[Records from a dataset]
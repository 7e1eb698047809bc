pub mod audit_service;
pub mod import_service;
pub mod user_service;
pub mod view_controller;
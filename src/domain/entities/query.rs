use crate::domain::entities::record::SortColumn;

pub const DEFAULT_PAGE_SIZE: usize = 10;
/// Sizes offered by the page-size selector.
pub const PAGE_SIZE_OPTIONS: [usize; 4] = [5, 10, 20, 50];

#[derive(Debug, Clone, Copy, PartialEq, Eq, Hash, Default)]
pub enum SortDirection {
    #[default]
    Asc,
    Desc,
}

impl SortDirection {
    pub fn flipped(self) -> Self {
        match self {
            SortDirection::Asc => SortDirection::Desc,
            SortDirection::Desc => SortDirection::Asc,
        }
    }
}

/// Search, filter, sort and page state driving one list view.
#[derive(Debug, Clone, PartialEq, Eq)]
pub struct QueryParams<C, K> {
    pub search: String,
    pub category: Option<K>,
    pub sort_column: C,
    pub direction: SortDirection,
    /// 1-based.
    pub page: usize,
    pub page_size: usize,
}

impl<C, K> QueryParams<C, K> {
    pub fn new(sort_column: C, direction: SortDirection) -> Self {
        Self {
            search: String::new(),
            category: None,
            sort_column,
            direction,
            page: 1,
            page_size: DEFAULT_PAGE_SIZE,
        }
    }

    pub fn with_page_size(mut self, page_size: usize) -> Self {
        self.page_size = page_size.max(1);
        self
    }
}

impl<C: SortColumn, K> Default for QueryParams<C, K> {
    fn default() -> Self {
        Self::new(C::default_column(), SortDirection::Asc)
    }
}

/// Non-positive sizes become 1.
pub fn normalize_page_size(page_size: i64) -> usize {
    usize::try_from(page_size).unwrap_or(1).max(1)
}

/// Pages below 1 become 1. The upper bound is applied by pagination.
pub fn normalize_page(page: i64) -> usize {
    usize::try_from(page).unwrap_or(1).max(1)
}

#[derive(Debug, Clone, PartialEq, Eq)]
pub struct ResultPage<R> {
    pub records: Vec<R>,
    pub total_items: usize,
    pub total_pages: usize,
    pub page: usize,
}

impl<R> ResultPage<R> {
    pub fn is_empty(&self) -> bool {
        self.records.is_empty()
    }

    pub fn has_prev(&self) -> bool {
        self.page > 1
    }

    pub fn has_next(&self) -> bool {
        self.page < self.total_pages
    }

    pub fn label(&self) -> String {
        format!("Page {} / {}", self.page, self.total_pages)
    }
}
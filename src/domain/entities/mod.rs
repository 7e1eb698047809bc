pub mod audit;
pub mod campaign;
pub mod contact;
pub mod project;
pub mod query;
pub mod record;
pub mod task;
pub mod user;
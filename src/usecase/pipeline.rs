//! Filter, sort and paginate stages shared by every list view.
//!
//! All three stages are pure: they read the records they are given and
//! return new vectors, so a caller holding a snapshot never observes a
//! partially transformed collection.

use crate::domain::entities::query::{QueryParams, ResultPage, SortDirection};
use crate::domain::entities::record::Record;

/// Keeps records matching the free-text `search` (trimmed, case-insensitive
/// substring over the searchable fields) and the optional category. Input
/// order is preserved.
pub fn filter<R: Record>(records: &[R], search: &str, category: Option<R::Category>) -> Vec<R> {
    let needle = search.trim().to_lowercase();
    records
        .iter()
        .filter(|record| matches_search(*record, &needle))
        .filter(|record| category.map_or(true, |wanted| record.category() == wanted))
        .cloned()
        .collect()
}

fn matches_search<R: Record>(record: &R, needle: &str) -> bool {
    needle.is_empty()
        || record
            .search_fields()
            .iter()
            .any(|field| field.to_lowercase().contains(needle))
}

/// Stable ascending sort on the column key. Descending reverses the
/// ascending result instead of flipping the comparator.
pub fn sort<R: Record>(mut records: Vec<R>, column: R::Column, direction: SortDirection) -> Vec<R> {
    records.sort_by_cached_key(|record| record.sort_key(column));
    if direction == SortDirection::Desc {
        records.reverse();
    }
    records
}

pub fn paginate<R: Clone>(records: &[R], page: usize, page_size: usize) -> ResultPage<R> {
    let page_size = page_size.max(1);
    let total_items = records.len();
    let total_pages = total_items.div_ceil(page_size).max(1);
    let page = page.clamp(1, total_pages);

    let start = (page - 1).saturating_mul(page_size);
    let end = start.saturating_add(page_size).min(total_items);
    let records = if start >= end {
        Vec::new()
    } else {
        records[start..end].to_vec()
    };

    ResultPage {
        records,
        total_items,
        total_pages,
        page,
    }
}

pub fn run<R: Record>(
    records: &[R],
    params: &QueryParams<R::Column, R::Category>,
) -> ResultPage<R> {
    let filtered = filter(records, &params.search, params.category);
    let sorted = sort(filtered, params.sort_column, params.direction);
    paginate(&sorted, params.page, params.page_size)
}
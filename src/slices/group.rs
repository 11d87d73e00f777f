//! Sequence-to-map aggregations.
//!
//! The returned maps are `HashMap`s; their iteration order is unspecified.

use crate::defs::{PivotFunc, UnaryFunc};
use std::collections::HashMap;
use std::hash::Hash;

/// Group elements by `key_fn`. Each group keeps the relative order the
/// elements had in `s`.
///
/// # Example
/// ```
/// use toolz::group_by;
///
/// let groups = group_by(&[1, 2, 3, 4, 5, 6, 7, 8], |x: &i32| x % 2);
/// assert_eq!(groups[&0], vec![2, 4, 6, 8]);
/// assert_eq!(groups[&1], vec![1, 3, 5, 7]);
/// ```
pub fn group_by<T, K, F>(s: &[T], key_fn: F) -> HashMap<K, Vec<T>>
where
    T: Clone,
    K: Eq + Hash,
    F: UnaryFunc<T, K>,
{
    let mut m: HashMap<K, Vec<T>> = HashMap::new();
    for x in s {
        m.entry(key_fn(x)).or_default().push(x.clone());
    }
    m
}

/// Turn every element into a `(key, value)` entry.
///
/// When two elements yield the same key the later one wins: its value
/// overwrites the earlier entry.
///
/// # Example
/// ```
/// use toolz::pivot;
///
/// let rows = [(1, 'a'), (2, 'b'), (1, 'c')];
/// let m = pivot(&rows, |r: &(i32, char)| *r);
/// assert_eq!(m.len(), 2);
/// assert_eq!(m[&1], 'c');
/// ```
pub fn pivot<T, K, V, F>(s: &[T], f: F) -> HashMap<K, V>
where
    K: Eq + Hash,
    F: PivotFunc<T, K, V>,
{
    s.iter().map(f).collect()
}

/// Occurrence count of every distinct value.
///
/// # Example
/// ```
/// use toolz::counter;
///
/// let c = counter(&["a", "b", "a"]);
/// assert_eq!(c[&"a"], 2);
/// assert_eq!(c[&"b"], 1);
/// ```
pub fn counter<T: Eq + Hash + Clone>(s: &[T]) -> HashMap<T, usize> {
    let mut m: HashMap<T, usize> = HashMap::new();
    for x in s {
        *m.entry(x.clone()).or_insert(0) += 1;
    }
    m
}
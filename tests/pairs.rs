use std::collections::HashMap;
use toolz::testing::*;
use toolz::*;

#[test]
fn zip_truncates_to_shorter() {
    let z = zip(&[1, 2, 3, 4], &["a", "b"]);
    assert_eq!(z, vec![Pair::new(1, "a"), Pair::new(2, "b")]);

    let z = zip(&['x'], &[10, 20, 30]);
    assert_eq!(z, vec![Pair::new('x', 10)]);

    assert!(zip(&[] as &[i32], &[1, 2]).is_empty());
}

#[test]
fn unzip_splits_in_order() {
    let pairs = [Pair::new(1, 'a'), Pair::new(2, 'b'), Pair::new(3, 'c')];
    let (firsts, seconds) = unzip(&pairs);
    assert_eq!(firsts, vec![1, 2, 3]);
    assert_eq!(seconds, vec!['a', 'b', 'c']);

    let (a, b) = unzip::<i32, i32>(&[]);
    assert!(a.is_empty() && b.is_empty());
}

#[test]
fn join_nested_order_outer_then_inner() {
    let left = [1, 2, 3];
    let right = [3, 1, 1];
    let rows = join(&left, &right, |a: &i32, b: &i32| a == b);
    assert_eq!(
        rows,
        vec![Pair::new(1, 1), Pair::new(1, 1), Pair::new(3, 3)]
    );
}

#[test]
fn join_across_types() {
    #[derive(Clone, Debug, PartialEq)]
    struct User {
        id: u32,
        name: String,
    }
    #[derive(Clone, Debug, PartialEq)]
    struct Order {
        user_id: u32,
        total: u32,
    }

    let users = vec![
        User { id: 1, name: "Alice".into() },
        User { id: 2, name: "Bob".into() },
        User { id: 3, name: "Carol".into() },
    ];
    let orders = vec![
        Order { user_id: 2, total: 20 },
        Order { user_id: 1, total: 10 },
        Order { user_id: 2, total: 25 },
        Order { user_id: 9, total: 99 },
    ];

    let joined = join(&users, &orders, |u: &User, o: &Order| u.id == o.user_id);
    let summary = map(&joined, |p: &Pair<User, Order>| (p.first.name.clone(), p.second.total));
    assert_collections_equal(
        &summary,
        &[
            ("Alice".to_string(), 10),
            ("Bob".to_string(), 20),
            ("Bob".to_string(), 25),
        ],
    );
}

#[test]
fn join_with_no_matches_or_empty_side() {
    let none = join(&[1, 2], &[3, 4], |a: &i32, b: &i32| a == b);
    assert!(none.is_empty());
    let empty = join(&[] as &[i32], &[3, 4], |_: &i32, _: &i32| true);
    assert!(empty.is_empty());
}

#[test]
fn join_with_always_true_is_cartesian_product() {
    let rows = join(&['a', 'b'], &[1, 2, 3], |_: &char, _: &i32| true);
    assert_eq!(rows.len(), 6);
    assert_eq!(rows[0], Pair::new('a', 1));
    assert_eq!(rows[3], Pair::new('b', 1));
}

#[test]
fn from_pairs_later_overwrites_earlier() {
    let pairs = [Pair::new("k", 1), Pair::new("j", 2), Pair::new("k", 3)];
    let m = from_pairs(&pairs);
    let expected = HashMap::from([("k", 3), ("j", 2)]);
    assert_maps_equal(&m, &expected);
}
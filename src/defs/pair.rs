use serde::{Deserialize, Serialize};

/// A two-field record, the unit of [`zip`](crate::slices::zip),
/// [`unzip`](crate::slices::unzip), [`join`](crate::slices::join),
/// [`from_pairs`](crate::slices::from_pairs) and
/// [`to_pairs`](crate::maps::to_pairs).
///
/// # Example
/// ```
/// use toolz::Pair;
///
/// let p = Pair::new(1, "one");
/// assert_eq!(p.first, 1);
/// assert_eq!(p.into_tuple(), (1, "one"));
/// ```
#[derive(
    Clone, Copy, Debug, Default, PartialEq, Eq, PartialOrd, Ord, Hash, Serialize, Deserialize,
)]
pub struct Pair<T1, T2> {
    pub first: T1,
    pub second: T2,
}

impl<T1, T2> Pair<T1, T2> {
    pub const fn new(first: T1, second: T2) -> Self {
        Self { first, second }
    }

    pub fn into_tuple(self) -> (T1, T2) {
        (self.first, self.second)
    }

    /// Borrow both fields as a tuple of references.
    pub const fn as_refs(&self) -> (&T1, &T2) {
        (&self.first, &self.second)
    }

    /// Swap the fields: `Pair(a, b)` becomes `Pair(b, a)`.
    #[must_use]
    pub fn swap(self) -> Pair<T2, T1> {
        Pair::new(self.second, self.first)
    }
}

impl<T1, T2> From<(T1, T2)> for Pair<T1, T2> {
    fn from((first, second): (T1, T2)) -> Self {
        Self { first, second }
    }
}

impl<T1, T2> From<Pair<T1, T2>> for (T1, T2) {
    fn from(p: Pair<T1, T2>) -> Self {
        (p.first, p.second)
    }
}
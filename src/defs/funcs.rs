//! Function-shape traits.
//!
//! These are trait aliases: every closure, function item or function pointer
//! with the matching signature implements them through a blanket impl, so
//! they only name a contract at call sites. Arguments are borrowed; the one
//! exception is [`ReduceFunc`], which threads its accumulator by value.
//!
//! Closures passed where one of these is expected should annotate their
//! parameter types (`|x: &i32| *x > 0`) so the borrow is inferred as
//! higher-ranked.

/// `Fn(&I) -> O`
pub trait UnaryFunc<I: ?Sized, O>: Fn(&I) -> O {}
impl<I: ?Sized, O, F> UnaryFunc<I, O> for F where F: Fn(&I) -> O {}

/// `Fn(&I) -> bool`
pub trait UnaryPred<I: ?Sized>: Fn(&I) -> bool {}
impl<I: ?Sized, F> UnaryPred<I> for F where F: Fn(&I) -> bool {}

/// `FnMut(&I)`
pub trait UnaryProc<I: ?Sized>: FnMut(&I) {}
impl<I: ?Sized, F> UnaryProc<I> for F where F: FnMut(&I) {}

/// `Fn(&I1, &I2) -> O`
pub trait BinaryFunc<I1: ?Sized, I2: ?Sized, O>: Fn(&I1, &I2) -> O {}
impl<I1: ?Sized, I2: ?Sized, O, F> BinaryFunc<I1, I2, O> for F where F: Fn(&I1, &I2) -> O {}

/// `Fn(&I1, &I2) -> bool`
pub trait BinaryPred<I1: ?Sized, I2: ?Sized>: Fn(&I1, &I2) -> bool {}
impl<I1: ?Sized, I2: ?Sized, F> BinaryPred<I1, I2> for F where F: Fn(&I1, &I2) -> bool {}

/// `FnMut(&I1, &I2)`
pub trait BinaryProc<I1: ?Sized, I2: ?Sized>: FnMut(&I1, &I2) {}
impl<I1: ?Sized, I2: ?Sized, F> BinaryProc<I1, I2> for F where F: FnMut(&I1, &I2) {}

/// Left fold step: `Fn(T, &T) -> T`.
pub trait ReduceFunc<T>: Fn(T, &T) -> T {}
impl<T, F> ReduceFunc<T> for F where F: Fn(T, &T) -> T {}

/// Splits one element into a `(key, value)` entry: `Fn(&I) -> (K, V)`.
pub trait PivotFunc<I: ?Sized, K, V>: Fn(&I) -> (K, V) {}
impl<I: ?Sized, K, V, F> PivotFunc<I, K, V> for F where F: Fn(&I) -> (K, V) {}

/// Folds one `(key, value)` entry back into an element: `Fn(&K, &V) -> O`.
pub trait UnpivotFunc<K: ?Sized, V: ?Sized, O>: Fn(&K, &V) -> O {}
impl<K: ?Sized, V: ?Sized, O, F> UnpivotFunc<K, V, O> for F where F: Fn(&K, &V) -> O {}
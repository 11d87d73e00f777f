//! Membership, counting, lookup and equality.
//!
//! Lookups never fail: a miss is `None` (or `false`), and an empty slice is
//! always a miss.

use crate::defs::{BinaryPred, UnaryPred};

/// True iff some element equals `target`.
///
/// # Example
/// ```
/// use toolz::contains;
///
/// assert!(contains(&[1, 2, 3], &2));
/// assert!(!contains(&["aaa", "bbb"], &"ddd"));
/// ```
pub fn contains<T: PartialEq>(s: &[T], target: &T) -> bool {
    contains_func(s, target, |x: &T, y: &T| x == y)
}

/// True iff `eq(element, target)` holds for some element.
pub fn contains_func<T, E>(s: &[T], target: &T, eq: E) -> bool
where
    E: BinaryPred<T, T>,
{
    s.iter().any(|x| eq(x, target))
}

/// Number of elements equal to `target`.
pub fn count<T: PartialEq>(s: &[T], target: &T) -> usize {
    count_func(s, |x: &T| x == target)
}

/// Number of elements satisfying `pred`.
pub fn count_func<T, P>(s: &[T], pred: P) -> usize
where
    P: UnaryPred<T>,
{
    s.iter().filter(|x| pred(*x)).count()
}

/// First element satisfying `pred`, scanning left to right.
///
/// # Example
/// ```
/// use toolz::find;
///
/// let words = ["pear", "apple", "avocado"];
/// assert_eq!(find(&words, |w: &&str| w.starts_with('a')), Some(&"apple"));
/// assert_eq!(find(&words, |w: &&str| w.is_empty()), None);
/// ```
pub fn find<T, P>(s: &[T], pred: P) -> Option<&T>
where
    P: UnaryPred<T>,
{
    s.iter().find(|x| pred(*x))
}

/// Index of the first element equal to `target`.
pub fn index<T: PartialEq>(s: &[T], target: &T) -> Option<usize> {
    index_func(s, |x: &T| x == target)
}

/// Index of the first element satisfying `pred`.
pub fn index_func<T, P>(s: &[T], pred: P) -> Option<usize>
where
    P: UnaryPred<T>,
{
    s.iter().position(|x| pred(x))
}

/// True iff both slices have the same length and are pairwise equal.
pub fn equal<T: PartialEq>(s1: &[T], s2: &[T]) -> bool {
    equal_func(s1, s2, |x: &T, y: &T| x == y)
}

/// Pairwise equality under a custom predicate; the element types may differ.
///
/// A length mismatch is `false` without calling `eq`.
///
/// # Example
/// ```
/// use toolz::equal_func;
///
/// let nums = [1, 2, 3];
/// let strs = ["1", "2", "3"];
/// assert!(equal_func(&nums, &strs, |n: &i32, s: &&str| n.to_string() == *s));
/// ```
pub fn equal_func<A, B, E>(s1: &[A], s2: &[B], eq: E) -> bool
where
    E: BinaryPred<A, B>,
{
    if s1.len() != s2.len() {
        return false;
    }
    s1.iter().zip(s2).all(|(a, b)| eq(a, b))
}
//! Set-like operations backed by `HashSet`.

use std::collections::HashSet;
use std::hash::Hash;

/// Symmetric split of two slices: `(in s1 but not s2, in s2 but not s1)`.
///
/// Membership, not multiplicity, decides what is kept, so duplicates of a
/// kept value all survive and both sides keep their original order.
///
/// # Example
/// ```
/// use toolz::difference;
///
/// let (left, right) = difference(&[1, 2, 3], &[2, 3, 4]);
/// assert_eq!(left, vec![1]);
/// assert_eq!(right, vec![4]);
/// ```
pub fn difference<T: Eq + Hash + Clone>(s1: &[T], s2: &[T]) -> (Vec<T>, Vec<T>) {
    let set1: HashSet<&T> = s1.iter().collect();
    let set2: HashSet<&T> = s2.iter().collect();
    let left = s1.iter().filter(|x| !set2.contains(x)).cloned().collect();
    let right = s2.iter().filter(|x| !set1.contains(x)).cloned().collect();
    (left, right)
}

/// Distinct values of `s`.
pub fn new_set<T: Eq + Hash + Clone>(s: &[T]) -> HashSet<T> {
    s.iter().cloned().collect()
}

/// First occurrence of every distinct value, in order.
///
/// # Example
/// ```
/// use toolz::distinct;
///
/// assert_eq!(distinct(&[3, 1, 3, 2, 1]), vec![3, 1, 2]);
/// ```
pub fn distinct<T: Eq + Hash + Clone>(s: &[T]) -> Vec<T> {
    let mut seen: HashSet<&T> = HashSet::with_capacity(s.len());
    s.iter().filter(|x| seen.insert(*x)).cloned().collect()
}
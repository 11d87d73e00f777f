use anyhow::Result;
use toolz::testing::*;
use toolz::*;


#[test]
fn map_int_to_string() {
    let s = [1, 2, 3, 4, 5];
    let exp = ["1", "2", "3", "4", "5"];
    let res = map(&s, |i: &i32| i.to_string());
    assert!(equal_func(&res, &exp, |x: &String, y: &&str| x == y));
}

#[test]
fn map_preserves_length_and_order() {
    let words = ["gamma", "alpha", "beta"];
    assert_eq!(map(&words, |w: &&str| w.len()), vec![5, 5, 4]);
    assert!(map(&[] as &[i32], |x: &i32| x * 2).is_empty());
}

#[test]
fn flat_map_concatenates_outputs() {
    let lines = ["hello world", "", "hello rust"];
    let words = flat_map(&lines, |l: &&str| {
        l.split_whitespace().map(String::from).collect::<Vec<_>>()
    });
    assert_collections_equal(&words, &["hello", "world", "hello", "rust"].map(String::from));
}

#[test]
fn filter_keeps_order() {
    let data = [5, 8, 1, 6, 3, 4];
    assert_eq!(filter(&data, |x: &i32| x % 2 == 0), vec![8, 6, 4]);
    assert_eq!(filter(&data, |x: &i32| *x > 100), Vec::<i32>::new());
    assert!(filter(&[] as &[i32], |_: &i32| true).is_empty());
}

#[test]
fn partition_splits_matching_and_rest() {
    let data = [5, 8, 1, 6, 3, 4];
    let (even, odd) = partition(&data, |x: &i32| x % 2 == 0);
    assert_eq!(even, vec![8, 6, 4]);
    assert_eq!(odd, vec![5, 1, 3]);

    let (yes, no) = partition(&[] as &[i32], |_: &i32| true);
    assert!(yes.is_empty() && no.is_empty());
}

#[test]
fn chunk_eight_by_three() -> Result<()> {
    let data = [1, 2, 3, 4, 5, 6, 7, 8];
    let res = chunk(&data, 3)?;
    assert_eq!(res.len(), 3);
    assert_eq!(res[0], &[1, 2, 3]);
    assert_eq!(res[1], &[4, 5, 6]);
    assert_eq!(res[2], &[7, 8]);
    Ok(())
}

#[test]
fn chunk_exact_multiple_has_full_last_chunk() -> Result<()> {
    let data = [1, 2, 3, 4, 5, 6];
    let res = chunk(&data, 2)?;
    assert_eq!(res.len(), 3);
    assert_all(&res, |c: &&[i32]| c.len() == 2);
    Ok(())
}

#[test]
fn chunk_larger_than_input_and_empty_input() -> Result<()> {
    let data = [1, 2];
    assert_eq!(chunk(&data, 10)?, vec![&[1, 2][..]]);
    assert!(chunk(&[] as &[i32], 3)?.is_empty());
    Ok(())
}

#[test]
fn chunk_borrows_from_input() -> Result<()> {
    let data = vec![10, 20, 30, 40, 50];
    let res = chunk(&data, 2)?;
    assert!(std::ptr::eq(res[1].as_ptr(), &data[2]));
    Ok(())
}

#[test]
fn chunk_size_zero_fails() {
    assert_toolz_err!(chunk(&[1, 2, 3], 0), ToolzError::InvalidChunkSize { size: 0 });
}

#[test]
fn concat_preserves_order() {
    let data = [vec![1, 2, 3], vec![4, 5, 6], vec![7, 8]];
    let res = concat(&data);
    assert_eq!(res.len(), 8);
    assert_eq!(res, vec![1, 2, 3, 4, 5, 6, 7, 8]);
}

#[test]
fn concat_accepts_slices_and_empties() {
    let a = [1, 2];
    let b: [i32; 0] = [];
    let c = [3];
    let parts: [&[i32]; 3] = [&a, &b, &c];
    assert_eq!(concat(&parts), vec![1, 2, 3]);
    assert!(concat::<i32, Vec<i32>>(&[]).is_empty());
}

#[test]
fn concat_undoes_chunk() -> Result<()> {
    let data: Vec<u32> = (0..23).collect();
    let chunks = chunk(&data, 5)?;
    assert_eq!(concat(&chunks), data);
    Ok(())
}

#[test]
fn reverse_in_place() {
    let mut odd = [1, 2, 3, 4, 5];
    reverse(&mut odd);
    assert_eq!(odd, [5, 4, 3, 2, 1]);

    let mut even = vec!["a", "b", "c", "d"];
    reverse(&mut even);
    assert_eq!(even, vec!["d", "c", "b", "a"]);

    let mut empty: [i32; 0] = [];
    reverse(&mut empty);
    assert_eq!(empty, [0i32; 0]);

    let mut single = [9];
    reverse(&mut single);
    assert_eq!(single, [9]);
}
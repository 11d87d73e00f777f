//! Shared vocabulary for the operations layer.
//!
//! - [`constraints`] - numeric and ordering constraint traits
//! - [`funcs`] - function-shape traits for closures
//! - [`Pair`] - a generic two-field record

pub mod constraints;
pub mod funcs;
mod pair;

pub use constraints::{Complex, Float, Integer, Numeric, Ordered, OrderedNumeric, Signed, Unsigned};
pub use funcs::{
    BinaryFunc, BinaryPred, BinaryProc, PivotFunc, ReduceFunc, UnaryFunc, UnaryPred, UnaryProc,
    UnpivotFunc,
};
pub use pair::Pair;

Problem: From the records above, reproduce exactly the lines from the one with "impl<I1: ?Sized, I2: ?Sized, F> BinaryPred<I1, I2>" to the one with "pub trait PivotFunc<I: ?Sized, K, V>: Fn(&I)", both included, and no others.

Solution to the exercise:
impl<I1: ?Sized, I2: ?Sized, F> BinaryPred<I1, I2> for F where F: Fn(&I1, &I2) -> bool {}

/// `FnMut(&I1, &I2)`
pub trait BinaryProc<I1: ?Sized, I2: ?Sized>: FnMut(&I1, &I2) {}
impl<I1: ?Sized, I2: ?Sized, F> BinaryProc<I1, I2> for F where F: FnMut(&I1, &I2) {}

/// Left fold step: `Fn(T, &T) -> T`.
pub trait ReduceFunc<T>: Fn(T, &T) -> T {}
impl<T, F> ReduceFunc<T> for F where F: Fn(T, &T) -> T {}

/// Splits one element into a `(key, value)` entry: `Fn(&I) -> (K, V)`.
pub trait PivotFunc<I: ?Sized, K, V>: Fn(&I) -> (K, V) {}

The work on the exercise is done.